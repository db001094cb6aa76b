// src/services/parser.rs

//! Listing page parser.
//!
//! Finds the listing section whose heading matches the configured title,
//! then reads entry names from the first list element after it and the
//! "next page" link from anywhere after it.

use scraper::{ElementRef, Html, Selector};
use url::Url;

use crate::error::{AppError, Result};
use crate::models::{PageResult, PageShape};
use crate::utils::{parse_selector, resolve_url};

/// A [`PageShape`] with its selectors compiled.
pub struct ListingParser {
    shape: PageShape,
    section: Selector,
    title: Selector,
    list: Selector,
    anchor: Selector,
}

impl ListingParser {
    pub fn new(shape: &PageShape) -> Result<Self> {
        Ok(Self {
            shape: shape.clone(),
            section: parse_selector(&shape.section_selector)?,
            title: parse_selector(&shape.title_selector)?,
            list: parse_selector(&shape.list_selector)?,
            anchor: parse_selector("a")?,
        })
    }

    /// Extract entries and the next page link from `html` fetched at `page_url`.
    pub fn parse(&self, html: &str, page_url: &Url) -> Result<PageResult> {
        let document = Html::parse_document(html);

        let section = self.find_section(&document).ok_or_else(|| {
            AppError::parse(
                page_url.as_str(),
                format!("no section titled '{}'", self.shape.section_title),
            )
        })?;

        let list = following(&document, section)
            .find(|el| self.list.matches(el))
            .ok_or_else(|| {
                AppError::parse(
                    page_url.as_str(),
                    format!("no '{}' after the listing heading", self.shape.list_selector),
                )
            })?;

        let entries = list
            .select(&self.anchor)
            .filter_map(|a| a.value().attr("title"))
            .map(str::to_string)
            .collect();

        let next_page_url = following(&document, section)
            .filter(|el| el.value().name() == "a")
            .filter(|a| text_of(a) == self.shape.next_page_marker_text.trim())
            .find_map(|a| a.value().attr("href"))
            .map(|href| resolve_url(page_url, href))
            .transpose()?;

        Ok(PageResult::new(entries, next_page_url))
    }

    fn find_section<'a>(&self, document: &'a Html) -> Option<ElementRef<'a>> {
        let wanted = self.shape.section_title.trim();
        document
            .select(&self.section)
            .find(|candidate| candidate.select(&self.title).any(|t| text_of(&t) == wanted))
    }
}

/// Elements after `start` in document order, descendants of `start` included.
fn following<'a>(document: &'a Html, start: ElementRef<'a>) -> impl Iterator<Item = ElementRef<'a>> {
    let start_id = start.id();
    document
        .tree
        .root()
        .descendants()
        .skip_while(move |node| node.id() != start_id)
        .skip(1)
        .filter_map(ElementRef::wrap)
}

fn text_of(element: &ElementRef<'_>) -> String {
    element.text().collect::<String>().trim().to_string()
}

****

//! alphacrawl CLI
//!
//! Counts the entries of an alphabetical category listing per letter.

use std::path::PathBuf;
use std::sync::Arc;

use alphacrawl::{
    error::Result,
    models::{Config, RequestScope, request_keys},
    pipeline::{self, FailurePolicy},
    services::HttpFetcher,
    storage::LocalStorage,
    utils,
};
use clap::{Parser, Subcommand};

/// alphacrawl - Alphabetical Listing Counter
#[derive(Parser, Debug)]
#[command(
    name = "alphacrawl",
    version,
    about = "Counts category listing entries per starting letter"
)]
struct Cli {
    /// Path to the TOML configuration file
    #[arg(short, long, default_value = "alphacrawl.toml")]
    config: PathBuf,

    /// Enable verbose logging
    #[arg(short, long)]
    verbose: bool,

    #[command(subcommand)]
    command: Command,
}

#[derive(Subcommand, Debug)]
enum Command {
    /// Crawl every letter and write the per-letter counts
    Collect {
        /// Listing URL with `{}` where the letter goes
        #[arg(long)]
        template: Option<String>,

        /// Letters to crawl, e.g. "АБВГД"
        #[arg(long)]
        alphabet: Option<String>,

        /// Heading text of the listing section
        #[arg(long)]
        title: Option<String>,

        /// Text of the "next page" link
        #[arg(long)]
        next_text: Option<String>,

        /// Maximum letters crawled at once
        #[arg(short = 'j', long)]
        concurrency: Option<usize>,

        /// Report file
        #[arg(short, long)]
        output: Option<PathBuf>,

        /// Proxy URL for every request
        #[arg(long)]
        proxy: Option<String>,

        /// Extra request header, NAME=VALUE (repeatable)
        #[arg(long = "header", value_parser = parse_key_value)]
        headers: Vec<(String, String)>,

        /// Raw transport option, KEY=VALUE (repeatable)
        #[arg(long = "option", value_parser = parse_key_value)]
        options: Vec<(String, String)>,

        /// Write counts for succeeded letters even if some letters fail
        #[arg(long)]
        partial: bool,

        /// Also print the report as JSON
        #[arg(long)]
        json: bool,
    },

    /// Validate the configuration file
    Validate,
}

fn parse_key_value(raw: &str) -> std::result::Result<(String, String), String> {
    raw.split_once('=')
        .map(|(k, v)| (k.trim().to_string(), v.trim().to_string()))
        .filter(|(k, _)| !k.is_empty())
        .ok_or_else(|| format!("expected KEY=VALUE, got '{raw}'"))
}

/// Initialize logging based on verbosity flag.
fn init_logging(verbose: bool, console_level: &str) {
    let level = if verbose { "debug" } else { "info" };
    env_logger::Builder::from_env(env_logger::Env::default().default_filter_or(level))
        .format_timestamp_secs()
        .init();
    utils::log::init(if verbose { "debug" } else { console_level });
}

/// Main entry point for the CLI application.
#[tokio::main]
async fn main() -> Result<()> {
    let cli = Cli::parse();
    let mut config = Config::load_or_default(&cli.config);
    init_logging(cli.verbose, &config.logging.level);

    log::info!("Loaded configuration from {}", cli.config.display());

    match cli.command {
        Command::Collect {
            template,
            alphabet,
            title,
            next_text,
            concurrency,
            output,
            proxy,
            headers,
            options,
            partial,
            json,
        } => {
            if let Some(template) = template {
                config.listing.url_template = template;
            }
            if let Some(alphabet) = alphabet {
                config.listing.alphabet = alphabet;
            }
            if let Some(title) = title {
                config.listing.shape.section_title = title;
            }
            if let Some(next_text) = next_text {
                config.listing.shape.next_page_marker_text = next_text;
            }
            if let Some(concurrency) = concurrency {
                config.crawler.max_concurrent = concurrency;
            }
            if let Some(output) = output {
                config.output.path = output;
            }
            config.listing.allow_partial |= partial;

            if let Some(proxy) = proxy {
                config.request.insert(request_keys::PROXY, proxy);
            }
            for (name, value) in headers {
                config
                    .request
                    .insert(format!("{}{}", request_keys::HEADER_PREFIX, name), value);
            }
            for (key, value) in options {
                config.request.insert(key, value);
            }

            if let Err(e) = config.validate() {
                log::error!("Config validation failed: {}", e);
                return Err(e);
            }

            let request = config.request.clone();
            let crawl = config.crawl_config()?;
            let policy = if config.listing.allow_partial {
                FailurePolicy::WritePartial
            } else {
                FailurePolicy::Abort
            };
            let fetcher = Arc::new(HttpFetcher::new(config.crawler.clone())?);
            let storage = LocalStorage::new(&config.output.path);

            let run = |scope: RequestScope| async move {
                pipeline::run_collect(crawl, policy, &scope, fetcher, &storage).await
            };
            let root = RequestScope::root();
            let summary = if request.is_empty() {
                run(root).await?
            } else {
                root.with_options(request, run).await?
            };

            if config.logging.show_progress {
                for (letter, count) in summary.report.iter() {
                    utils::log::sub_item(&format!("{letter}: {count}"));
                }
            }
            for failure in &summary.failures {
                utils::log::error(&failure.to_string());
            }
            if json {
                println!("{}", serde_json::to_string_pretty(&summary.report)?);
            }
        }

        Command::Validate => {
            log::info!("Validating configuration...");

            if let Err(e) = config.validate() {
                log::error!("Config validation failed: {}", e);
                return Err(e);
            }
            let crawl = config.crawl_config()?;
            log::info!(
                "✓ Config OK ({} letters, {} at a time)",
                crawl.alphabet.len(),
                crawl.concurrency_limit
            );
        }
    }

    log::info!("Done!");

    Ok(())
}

****

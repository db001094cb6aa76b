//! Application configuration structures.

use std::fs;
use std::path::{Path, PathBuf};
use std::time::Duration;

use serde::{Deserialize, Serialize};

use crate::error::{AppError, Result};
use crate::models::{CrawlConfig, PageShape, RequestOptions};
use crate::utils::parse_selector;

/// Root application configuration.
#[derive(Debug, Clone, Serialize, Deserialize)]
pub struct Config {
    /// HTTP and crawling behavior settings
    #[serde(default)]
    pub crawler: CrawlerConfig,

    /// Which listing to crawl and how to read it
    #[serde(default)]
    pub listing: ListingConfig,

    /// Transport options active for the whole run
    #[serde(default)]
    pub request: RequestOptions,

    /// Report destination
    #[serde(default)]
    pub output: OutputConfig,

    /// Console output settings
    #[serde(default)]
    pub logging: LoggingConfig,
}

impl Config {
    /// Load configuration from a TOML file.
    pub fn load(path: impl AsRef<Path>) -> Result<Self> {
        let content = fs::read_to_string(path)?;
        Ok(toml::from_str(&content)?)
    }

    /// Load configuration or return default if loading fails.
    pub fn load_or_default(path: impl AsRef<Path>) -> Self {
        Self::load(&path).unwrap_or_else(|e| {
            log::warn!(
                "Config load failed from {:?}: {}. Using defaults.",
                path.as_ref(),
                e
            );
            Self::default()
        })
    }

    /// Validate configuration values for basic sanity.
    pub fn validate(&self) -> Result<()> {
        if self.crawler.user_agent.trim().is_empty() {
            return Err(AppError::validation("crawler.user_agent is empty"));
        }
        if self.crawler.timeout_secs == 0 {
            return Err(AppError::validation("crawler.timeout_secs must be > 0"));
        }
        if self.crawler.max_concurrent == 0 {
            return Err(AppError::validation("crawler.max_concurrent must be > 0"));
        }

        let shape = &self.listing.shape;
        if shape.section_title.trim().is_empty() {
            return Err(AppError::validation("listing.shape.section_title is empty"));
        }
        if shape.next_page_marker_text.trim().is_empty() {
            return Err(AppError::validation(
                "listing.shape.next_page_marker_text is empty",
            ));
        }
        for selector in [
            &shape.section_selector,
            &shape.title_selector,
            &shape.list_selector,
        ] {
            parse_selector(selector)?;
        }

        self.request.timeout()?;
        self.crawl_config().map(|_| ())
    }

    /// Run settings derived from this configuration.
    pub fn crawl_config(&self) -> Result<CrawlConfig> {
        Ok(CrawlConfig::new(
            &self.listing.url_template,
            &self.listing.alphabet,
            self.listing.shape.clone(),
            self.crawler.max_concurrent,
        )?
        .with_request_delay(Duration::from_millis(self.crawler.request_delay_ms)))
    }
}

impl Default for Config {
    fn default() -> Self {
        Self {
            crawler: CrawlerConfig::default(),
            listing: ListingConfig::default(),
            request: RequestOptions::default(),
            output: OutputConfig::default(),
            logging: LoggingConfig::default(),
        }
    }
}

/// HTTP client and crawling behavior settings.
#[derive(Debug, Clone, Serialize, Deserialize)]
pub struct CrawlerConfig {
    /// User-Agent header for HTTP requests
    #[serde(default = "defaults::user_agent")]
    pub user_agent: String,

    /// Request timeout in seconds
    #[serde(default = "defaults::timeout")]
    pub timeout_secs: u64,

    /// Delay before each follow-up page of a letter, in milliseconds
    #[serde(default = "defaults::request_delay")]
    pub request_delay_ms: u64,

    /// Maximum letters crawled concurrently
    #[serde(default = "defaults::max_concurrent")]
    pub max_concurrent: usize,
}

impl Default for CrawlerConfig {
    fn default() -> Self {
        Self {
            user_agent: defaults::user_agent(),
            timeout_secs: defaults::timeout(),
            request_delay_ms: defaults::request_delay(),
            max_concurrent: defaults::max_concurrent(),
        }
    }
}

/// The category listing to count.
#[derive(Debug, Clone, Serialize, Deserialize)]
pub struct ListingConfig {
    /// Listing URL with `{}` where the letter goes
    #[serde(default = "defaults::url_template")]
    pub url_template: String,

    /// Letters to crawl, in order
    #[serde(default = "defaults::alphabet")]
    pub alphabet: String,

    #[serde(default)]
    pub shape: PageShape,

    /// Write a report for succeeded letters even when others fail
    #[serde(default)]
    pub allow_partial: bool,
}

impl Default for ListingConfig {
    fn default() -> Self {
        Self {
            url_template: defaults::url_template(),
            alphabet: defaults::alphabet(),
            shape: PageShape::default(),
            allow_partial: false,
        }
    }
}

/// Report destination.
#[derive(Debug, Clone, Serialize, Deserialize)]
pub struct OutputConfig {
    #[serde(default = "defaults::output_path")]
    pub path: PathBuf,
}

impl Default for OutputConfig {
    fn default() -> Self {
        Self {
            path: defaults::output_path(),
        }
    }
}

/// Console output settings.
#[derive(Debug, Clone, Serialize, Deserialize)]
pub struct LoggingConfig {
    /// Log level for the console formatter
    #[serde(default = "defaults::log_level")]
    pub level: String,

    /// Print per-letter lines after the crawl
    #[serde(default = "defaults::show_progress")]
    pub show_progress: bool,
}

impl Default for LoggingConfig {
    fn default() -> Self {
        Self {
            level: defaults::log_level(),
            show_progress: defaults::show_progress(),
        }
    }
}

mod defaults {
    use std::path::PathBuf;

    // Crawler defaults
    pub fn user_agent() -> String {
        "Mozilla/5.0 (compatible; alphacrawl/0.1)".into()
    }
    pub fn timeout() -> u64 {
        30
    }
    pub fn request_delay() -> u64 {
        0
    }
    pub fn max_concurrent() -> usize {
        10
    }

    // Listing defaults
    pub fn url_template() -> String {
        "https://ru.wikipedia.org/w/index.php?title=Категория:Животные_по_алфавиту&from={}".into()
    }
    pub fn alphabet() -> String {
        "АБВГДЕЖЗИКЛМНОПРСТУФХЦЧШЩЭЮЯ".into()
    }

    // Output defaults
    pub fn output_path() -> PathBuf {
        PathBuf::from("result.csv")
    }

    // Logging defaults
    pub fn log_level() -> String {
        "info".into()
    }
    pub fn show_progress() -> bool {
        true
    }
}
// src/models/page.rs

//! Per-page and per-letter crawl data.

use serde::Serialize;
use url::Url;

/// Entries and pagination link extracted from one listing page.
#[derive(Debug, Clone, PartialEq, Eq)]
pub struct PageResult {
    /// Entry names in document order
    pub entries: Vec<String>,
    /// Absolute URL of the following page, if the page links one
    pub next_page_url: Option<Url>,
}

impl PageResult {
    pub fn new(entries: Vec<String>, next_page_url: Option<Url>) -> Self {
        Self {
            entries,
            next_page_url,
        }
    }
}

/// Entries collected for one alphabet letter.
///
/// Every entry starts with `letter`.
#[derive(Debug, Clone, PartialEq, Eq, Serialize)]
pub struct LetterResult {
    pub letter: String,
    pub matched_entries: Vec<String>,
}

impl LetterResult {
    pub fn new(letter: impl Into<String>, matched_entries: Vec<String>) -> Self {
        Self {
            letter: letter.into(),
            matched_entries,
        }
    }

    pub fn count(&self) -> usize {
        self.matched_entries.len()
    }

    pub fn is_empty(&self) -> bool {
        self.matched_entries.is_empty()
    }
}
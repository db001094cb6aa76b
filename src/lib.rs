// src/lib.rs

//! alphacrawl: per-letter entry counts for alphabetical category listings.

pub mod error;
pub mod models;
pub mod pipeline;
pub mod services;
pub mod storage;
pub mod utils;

****

**Work to complete**
For each line of the data that has the word "insert", report that line.

**Result for this task**
                config.request.insert(request_keys::PROXY, proxy);
                    .insert(format!("{}{}", request_keys::HEADER_PREFIX, name), value);
                config.request.insert(key, value);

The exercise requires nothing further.